Índice de Capítulo

    A arena estava mergulhada num silêncio ritualístico. Era como se o mundo inteiro tivesse prendido a respiração. As luzes do domo giravam devagar, dançando no ritmo da tensão. O chão brilhava com marcas douradas que delimitavam o campo de batalha — o coração do confronto Senai.

    Na entrada leste, a porta de titânio se abriu com um estalo seco.

    E ali, como um imperador que não precisa ser anunciado, surgiu San Ryoshi.

    Ele caminhava com o corpo ereto, sem pressa, cada passo um lembrete: “Eu sou o topo. E todos abaixo de mim são degraus.” O cabelo branco caía liso até os ombros, preso por uma fita preta. A tatuagem vermelha em espiral no pescoço pulsava como uma serpente viva. O uniforme do Time 1 — preto com detalhes prateados — parecia moldado sob medida para sua presença. Nos olhos, um tédio arrogante, como se já tivesse vencido antes mesmo da luta começar.

    As arquibancadas explodiram em aplausos, mas ele nem reagiu.

    No lado oposto, o portão oeste se abriu.

    Ryuji Arata surgiu de lá. Determinado. Silencioso. O olhar era uma lança em linha reta. O cabelo desgrenhado pingava suor do treino recém-terminado. Mas ele não hesitava. Não tremia. Ele não era mais o garoto promissor — ele era o homem pronto para desafiar um trono.

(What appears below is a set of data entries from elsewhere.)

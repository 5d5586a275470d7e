use serde::{Deserialize, Serialize};
use std::collections::VecDeque;

use crate::config::Config;
use crate::core::atr::Atr;
use crate::error::ConfigError;
use crate::models::{Candle, Trend};

/// One banded trend-following track for a single sensitivity factor.
#[derive(Debug, Clone, Serialize, Deserialize)]
pub struct FactorTrack {
    pub factor: f64,
    pub upper: f64,
    pub lower: f64,
    pub trend: Trend,
    pub prev_trend: Trend,
    /// Active band: lower (support) in an uptrend, upper (resistance) in a downtrend.
    pub output: f64,
    pub perf: f64,
    pub vol_adjusted_perf: f64,
    recent: VecDeque<f64>,
    window: usize,
}

impl FactorTrack {
    fn start(factor: f64, candle: &Candle, atr: f64, window: usize) -> Self {
        let hl2 = candle.hl2();
        let upper = hl2 + factor * atr;
        Self {
            factor,
            upper,
            lower: hl2 - factor * atr,
            trend: Trend::Down,
            prev_trend: Trend::Down,
            output: upper,
            perf: 0.0,
            vol_adjusted_perf: 0.0,
            recent: VecDeque::with_capacity(window),
            window,
        }
    }

    fn advance(&mut self, candle: &Candle, prev_close: f64, atr: f64, alpha: f64) {
        let hl2 = candle.hl2();
        let basic_upper = hl2 + self.factor * atr;
        let basic_lower = hl2 - self.factor * atr;

        let prev_upper = self.upper;
        let prev_lower = self.lower;
        let prev_output = self.output;

        // Bands only tighten while price stays inside them.
        self.upper = if prev_close < prev_upper {
            basic_upper.min(prev_upper)
        } else {
            basic_upper
        };
        self.lower = if prev_close > prev_lower {
            basic_lower.max(prev_lower)
        } else {
            basic_lower
        };

        self.prev_trend = self.trend;
        if candle.close > prev_upper {
            self.trend = Trend::Up;
        } else if candle.close < prev_lower {
            self.trend = Trend::Down;
        }

        self.output = match self.trend {
            Trend::Up => self.lower,
            Trend::Down => self.upper,
        };

        let diff = (candle.close - prev_close) * sign(prev_close - prev_output);
        let norm_vol = if candle.close != 0.0 { atr / candle.close } else { 0.0 };
        let adjusted = diff / (1.0 + norm_vol);

        self.perf += alpha * (diff - self.perf);
        self.vol_adjusted_perf += alpha * (adjusted - self.vol_adjusted_perf);

        if self.recent.len() == self.window {
            self.recent.pop_front();
        }
        self.recent.push_back(self.vol_adjusted_perf);
    }

    /// The new trend if this bar reversed the track.
    pub fn flipped(&self) -> Option<Trend> {
        (self.trend != self.prev_trend).then_some(self.trend)
    }

    /// Mean volatility-adjusted performance over the trailing window. NaN before any update.
    pub fn score(&self) -> f64 {
        if self.recent.is_empty() {
            return f64::NAN;
        }
        self.recent.iter().sum::<f64>() / self.recent.len() as f64
    }
}

fn sign(x: f64) -> f64 {
    if x > 0.0 {
        1.0
    } else if x < 0.0 {
        -1.0
    } else {
        0.0
    }
}

/// Ascending factor list `min, min + step, ...` up to `max`.
pub fn factor_range(min: f64, max: f64, step: f64) -> Result<Vec<f64>, ConfigError> {
    if !(min > 0.0) || !(min < max) || !max.is_finite() {
        return Err(ConfigError::InvalidFactorRange { min, max });
    }
    if !(step > 0.0) || !step.is_finite() {
        return Err(ConfigError::InvalidFactorStep(step));
    }
    let count = ((max - min) / step + 1e-9).floor() as usize;
    Ok((0..=count).map(|k| (min + k as f64 * step).min(max)).collect())
}

/// Maintains one [`FactorTrack`] per configured factor, updated bar by bar.
#[derive(Debug, Clone)]
pub struct MultiFactorTrend {
    factors: Vec<f64>,
    atr: Atr,
    alpha: f64,
    window: usize,
    tracks: Vec<FactorTrack>,
    prev_close: Option<f64>,
}

impl MultiFactorTrend {
    pub fn new(cfg: &Config) -> Result<Self, ConfigError> {
        let factors = factor_range(cfg.min_factor, cfg.max_factor, cfg.factor_step)?;
        if !(cfg.perf_alpha >= 1.0) {
            return Err(ConfigError::InvalidParameter {
                name: "perf_alpha",
                reason: format!("must be >= 1, got {}", cfg.perf_alpha),
            });
        }
        Ok(Self {
            factors,
            atr: Atr::new(cfg.atr_period),
            alpha: 2.0 / (cfg.perf_alpha + 1.0),
            window: cfg.perf_window.max(1),
            tracks: Vec::new(),
            prev_close: None,
        })
    }

    pub fn update(&mut self, candle: &Candle) {
        let atr = self.atr.update(candle);

        if let Some(atr) = atr {
            if self.tracks.is_empty() {
                self.tracks = self
                    .factors
                    .iter()
                    .map(|&f| FactorTrack::start(f, candle, atr, self.window))
                    .collect();
            } else if let Some(prev_close) = self.prev_close {
                for track in &mut self.tracks {
                    track.advance(candle, prev_close, atr, self.alpha);
                }
            }
        }

        self.prev_close = Some(candle.close);
    }

    pub fn is_ready(&self) -> bool {
        !self.tracks.is_empty()
    }

    pub fn factors(&self) -> &[f64] {
        &self.factors
    }

    pub fn tracks(&self) -> &[FactorTrack] {
        &self.tracks
    }

    pub fn atr(&self) -> Option<f64> {
        self.atr.value()
    }

    /// Track whose factor is closest to `factor`; ties go to the smaller factor.
    pub fn nearest_track(&self, factor: f64) -> Option<&FactorTrack> {
        self.tracks.iter().fold(None, |best: Option<&FactorTrack>, t| match best {
            Some(b) if (b.factor - factor).abs() <= (t.factor - factor).abs() => Some(b),
            _ => Some(t),
        })
    }
}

    O público ficou em silêncio.

    Dois símbolos caminhando um em direção ao outro. Um representava a elite absoluta. O outro, o improvável. O caos do destino contra o controle absoluto do sistema.

    Ryuji parou a três metros de San Ryoshi. Seu Sen já vibrava como um trovão contido no osso.

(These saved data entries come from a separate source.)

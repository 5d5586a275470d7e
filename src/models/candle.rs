use chrono::{DateTime, Utc};
use serde::{Deserialize, Serialize};

#[derive(Debug, Clone, PartialEq, Serialize, Deserialize)]
pub struct Candle {
    pub timestamp: DateTime<Utc>,
    pub open: f64,
    pub high: f64,
    pub low: f64,
    pub close: f64,
    pub volume: f64,
}

impl Candle {
    /// Midpoint of the bar's range, the anchor for the trend bands.
    pub fn hl2(&self) -> f64 {
        (self.high + self.low) / 2.0
    }

    pub fn total_range(&self) -> f64 {
        self.high - self.low
    }

    /// True range against the previous close, or the plain range for the first bar.
    pub fn true_range(&self, prev_close: Option<f64>) -> f64 {
        match prev_close {
            Some(pc) => self
                .total_range()
                .max((self.high - pc).abs())
                .max((self.low - pc).abs()),
            None => self.total_range(),
        }
    }
}

/// Ordered, append-only bar history.
#[derive(Debug, Clone, Serialize, Deserialize, Default)]
pub struct CandleSeries {
    candles: Vec<Candle>,
}

impl CandleSeries {
    pub fn new(candles: Vec<Candle>) -> Self {
        Self { candles }
    }

    pub fn len(&self) -> usize {
        self.candles.len()
    }

    pub fn is_empty(&self) -> bool {
        self.candles.is_empty()
    }

    pub fn get(&self, index: usize) -> Option<&Candle> {
        self.candles.get(index)
    }

    pub fn last(&self) -> Option<&Candle> {
        self.candles.last()
    }

    pub fn first(&self) -> Option<&Candle> {
        self.candles.first()
    }

    pub fn tail(&self, n: usize) -> &[Candle] {
        let start = self.candles.len().saturating_sub(n);
        &self.candles[start..]
    }

    pub fn iter(&self) -> std::slice::Iter<'_, Candle> {
        self.candles.iter()
    }

    pub fn as_slice(&self) -> &[Candle] {
        &self.candles
    }

    /// Mean volume of the last `n` bars. `None` if fewer than `n` bars exist.
    pub fn mean_volume(&self, n: usize) -> Option<f64> {
        if n == 0 || self.candles.len() < n {
            return None;
        }
        let window = self.tail(n);
        Some(window.iter().map(|c| c.volume).sum::<f64>() / n as f64)
    }

    pub fn is_strictly_ordered(&self) -> bool {
        self.candles
            .windows(2)
            .all(|w| w[0].timestamp < w[1].timestamp)
    }

    pub fn push(&mut self, candle: Candle) {
        self.candles.push(candle);
    }
}

impl std::ops::Index<usize> for CandleSeries {
    type Output = Candle;
    fn index(&self, index: usize) -> &Self::Output {
        &self.candles[index]
    }
}

impl IntoIterator for CandleSeries {
    type Item = Candle;
    type IntoIter = std::vec::IntoIter<Candle>;
    fn into_iter(self) -> Self::IntoIter {
        self.candles.into_iter()
    }
}

impl<'a> IntoIterator for &'a CandleSeries {
    type Item = &'a Candle;
    type IntoIter = std::slice::Iter<'a, Candle>;
    fn into_iter(self) -> Self::IntoIter {
        self.candles.iter()
    }
}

    Mas antes que o juiz pudesse iniciar a contagem oficial da luta…

    San Ryoshi levantou a mão.
    Olhou pra Ryuji com nojo.

    — …Não.

    O juiz congelou.

    Ryuji franziu a sobrancelha.
    — Como assim “não”?

    San Ryoshi deu um passo à frente, o olhar descendo sobre Ryuji como um deus entediado diante de uma oferenda ruim.

    — Eu não vou lutar contra você.

    O público começou a murmurar, confuso.

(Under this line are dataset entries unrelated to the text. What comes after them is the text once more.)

use chrono::{DateTime, Utc};
use serde::{Deserialize, Serialize};
use tracing::{debug, info, warn};

use crate::config::Config;
use crate::core::position_sizer::{PositionSizer, SymbolListClassifier};
use crate::error::{ConfigError, ExecutionError, SignalError};
use crate::models::{Candle, CandleSeries};
use crate::strategies::{SignalStrategy, StrategyFactory};
use crate::trading::events::{EventSink, LogEventSink};
use crate::trading::execution::{ExecutionSink, SimulatedExecution};
use crate::trading::trade_manager::{DualOrderTradeManager, EntryPlan, TradeManagerSettings};
use crate::trading::trade_record::{CompletedTrade, EquityPoint};

#[derive(Debug, Clone, Default, PartialEq, Serialize, Deserialize)]
pub struct RunCounters {
    pub bars: usize,
    pub signals: usize,
    pub positions_opened: usize,
    /// Bars where the signal pipeline reported insufficient data.
    pub bars_skipped: usize,
    pub orders_rejected: usize,
    pub degenerate_selections: usize,
    pub degraded_sizing: usize,
}

/// Everything a run produces. Enough to recompute every metric.
#[derive(Debug, Clone, PartialEq, Serialize, Deserialize)]
pub struct BacktestResult {
    pub symbol: String,
    pub strategy: String,
    pub initial_balance: f64,
    pub final_balance: f64,
    pub start: Option<DateTime<Utc>>,
    pub end: Option<DateTime<Utc>>,
    pub trades: Vec<CompletedTrade>,
    pub equity: Vec<EquityPoint>,
    pub counters: RunCounters,
}

/// Drives strategy, sizer and trade manager over a bar series, one bar at a time.
///
/// A simulator is single-use: `run` consumes it, so independent runs never
/// share state.
pub struct BacktestSimulator {
    config: Config,
    strategy: SignalStrategy,
    sizer: PositionSizer,
    manager: DualOrderTradeManager,
}

impl BacktestSimulator {
    pub fn new(config: &Config, factory: &StrategyFactory) -> Result<Self, ConfigError> {
        Self::with_sinks(
            config,
            factory,
            Box::new(SimulatedExecution::new()),
            Box::new(LogEventSink),
        )
    }

    pub fn with_sinks(
        config: &Config,
        factory: &StrategyFactory,
        execution: Box<dyn ExecutionSink>,
        events: Box<dyn EventSink>,
    ) -> Result<Self, ConfigError> {
        config.validate()?;
        let strategy = factory.build(&config.strategy, config)?;
        let sizer = PositionSizer::new(
            config.instrument.clone(),
            Box::new(SymbolListClassifier::new(&config.linear_symbols)),
            config.risk_percent,
        );
        let manager = DualOrderTradeManager::new(
            TradeManagerSettings {
                move_sl_to_breakeven: config.move_sl_to_breakeven,
                point_value: sizer.point_value(),
            },
            execution,
            events,
        );
        Ok(Self::from_parts(config.clone(), strategy, sizer, manager))
    }

    pub fn from_parts(
        config: Config,
        strategy: SignalStrategy,
        sizer: PositionSizer,
        manager: DualOrderTradeManager,
    ) -> Self {
        Self {
            config,
            strategy,
            sizer,
            manager,
        }
    }

    pub fn run(mut self, bars: &CandleSeries) -> BacktestResult {
        let initial_balance = self.config.initial_balance;
        let stride = self.config.equity_stride.max(1);
        let total = bars.len();
        let log_interval = total / 20;

        info!("=== BACKTEST START ===");
        info!(
            "{} | {} bars | strategy {} | initial balance ${:.2}",
            self.config.symbol,
            total,
            self.strategy.name(),
            initial_balance
        );
        if !bars.is_strictly_ordered() {
            warn!("bar timestamps are not strictly increasing");
        }

        let mut balance = initial_balance;
        let mut trades: Vec<CompletedTrade> = Vec::new();
        let mut equity = vec![EquityPoint {
            timestamp: bars
                .first()
                .map_or(DateTime::<Utc>::UNIX_EPOCH, |c| c.timestamp),
            balance,
            equity: balance,
        }];
        let mut counters = RunCounters::default();
        let mut history = CandleSeries::default();

        for (i, bar) in bars.iter().enumerate() {
            let is_last = i + 1 == total;
            counters.bars += 1;
            history.push(bar.clone());
            self.strategy.update(bar);

            for trade in self.manager.on_bar(bar) {
                balance += trade.pnl;
                trades.push(trade);
            }

            if self.manager.can_open() {
                self.try_open(&history, bar, balance, &mut counters);
            }

            if is_last {
                for trade in self.manager.force_close(bar) {
                    balance += trade.pnl;
                    trades.push(trade);
                }
            }

            if is_last || (i + 1) % stride == 0 {
                equity.push(EquityPoint {
                    timestamp: bar.timestamp,
                    balance,
                    equity: balance + self.manager.unrealized_pnl(bar.close),
                });
            }

            if log_interval > 0 && (i + 1) % log_interval == 0 {
                info!(
                    "  Progress: {:.0}% | {} | Balance: ${:.2} | Trades: {} | Signals: {}",
                    (i + 1) as f64 / total as f64 * 100.0,
                    bar.timestamp.format("%Y-%m-%d %H:%M"),
                    balance,
                    trades.len(),
                    counters.signals,
                );
            }
        }

        counters.degenerate_selections = self.strategy.degenerate_selections();

        info!("=== BACKTEST COMPLETE ===");
        info!(
            "{} trades from {} signals | final balance ${:.2}",
            trades.len(),
            counters.signals,
            balance
        );

        BacktestResult {
            symbol: self.config.symbol.clone(),
            strategy: self.strategy.name().to_string(),
            initial_balance,
            final_balance: balance,
            start: bars.first().map(|c| c.timestamp),
            end: bars.last().map(|c| c.timestamp),
            trades,
            equity,
            counters,
        }
    }

    fn try_open(&mut self, history: &CandleSeries, bar: &Candle, balance: f64, counters: &mut RunCounters) {
        let signal = match self.strategy.generate_signal(history) {
            Ok(Some(signal)) => signal,
            Ok(None) => return,
            Err(SignalError::DataInsufficient { have, need }) => {
                counters.bars_skipped += 1;
                debug!(have, need, "skipping bar {}", bar.timestamp);
                return;
            }
        };
        counters.signals += 1;

        let stop = signal.stop_loss(self.config.sl_multiplier);
        let sized = self.sizer.size(balance, signal.price, stop);
        if sized.degraded {
            counters.degraded_sizing += 1;
        }
        let plan = EntryPlan::from_signal(&signal, stop, sized.volume, self.config.tp_multiplier);

        match self.manager.open(&plan) {
            Ok(_) => counters.positions_opened += 1,
            Err(ExecutionError::OrderRejected(reason)) => {
                counters.orders_rejected += 1;
                warn!("{} signal at {} not taken: {}", signal.direction, signal.timestamp, reason);
            }
            Err(e) => warn!("{} signal at {} not taken: {}", signal.direction, signal.timestamp, e),
        }
    }
}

    Ryuji sentiu o sangue ferver.
    — Tá com medo?

    San soltou uma risada seca, quase cínica.

    — Medo? Eu não luto com lixo reciclado. — Ele olhou pro lado, direto para as arquibancadas onde estavam os outros membros do Time 15. — Eu quero o selvagem. O monstro. A fera sem rédea. Eu quero o Renji Asakura.

    Renji levantou o olhar, surpreso. Kaede arregalou os olhos. Genjiro soltou um “Hah?” quase ofendido. Tsubasa apenas franziu a testa.

    Ryuji deu um passo à frente, o Sen explodindo numa aura azul cortante.

    — Você não escolhe quem luta com você. Isso é uma luta oficial, seu merda.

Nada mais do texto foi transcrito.